Doctor Who a enfin retrouvé son mojo grâce à Russell T. Davies : le meilleur à avoir jamais fait
Il se pourrait très bien que les spéciales de l’année dernière mettant en vedette David Tennant n’étaient qu’un tour de victoire pour son époque. Une célébration de la série relancée au sommet de sa puissance, avec le Docteur préféré de tous et sans doute le plus fringant à avoir jamais joué dans ce rôle, revenant pour un dernier rappel de la raison pour laquelle nous sommes tous tombés amoureux de la série en premier lieu, péter des extraterrestres et tout.

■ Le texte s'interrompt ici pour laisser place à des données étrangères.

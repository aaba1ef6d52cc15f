/*!
    Common AES-128 keys.

    Title keys in tickets are encrypted with one of these platform-wide
    keys; which one depends on the ticket's key index and whether the title
    is retail, Korean-region retail, or debug-signed.
*/

use core::fmt;

use crate::data;

#[derive(Debug, Clone, Copy, PartialEq, Eq, Hash)]
pub enum CommonKey {
    Retail,
    Korean,
    Debug,
}

impl CommonKey {
    pub const fn name(self) -> &'static str {
        match self {
            Self::Retail => "RETAIL",
            Self::Korean => "KOREAN",
            Self::Debug => "DEBUG",
        }
    }

    /// The raw AES-128 key bytes.
    pub const fn bytes(self) -> &'static [u8; 16] {
        match self {
            Self::Retail => &data::RETAIL_COMMON_KEY,
            Self::Korean => &data::KOREAN_COMMON_KEY,
            Self::Debug => &data::DEBUG_COMMON_KEY,
        }
    }
}

impl fmt::Display for CommonKey {
    fn fmt(&self, f: &mut fmt::Formatter<'_>) -> fmt::Result {
        f.write_str(self.name())
    }
}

Heureusement, ce n’était que le début du second souffle de RTD en tant que Whovian-in-Chief. Et quelle déclaration d’intention : oui, c’est le spectacle tel que vous vous en souvenez. Vibrant. Luisant. Débordant de toute l’énergie chaotique de Saturday Night Takeaway d’Ant & Dec et imprégné de toute la chaleur et de l’empathie lasse du monde des autres œuvres plus sérieuses de Davies, avec un sixième sens pour le casting (renforcé par son collaborateur de longue date Andy Pryor) cet autre les showrunners tueraient pour. Pouvoir convoquer Neil Patrick Harris à Bristol pour jouer le Celestial Toymaker témoigne des pouvoirs de RTD en tant que producteur, et le positionner comme un miroir sombre pour David Tennant est un génie divin.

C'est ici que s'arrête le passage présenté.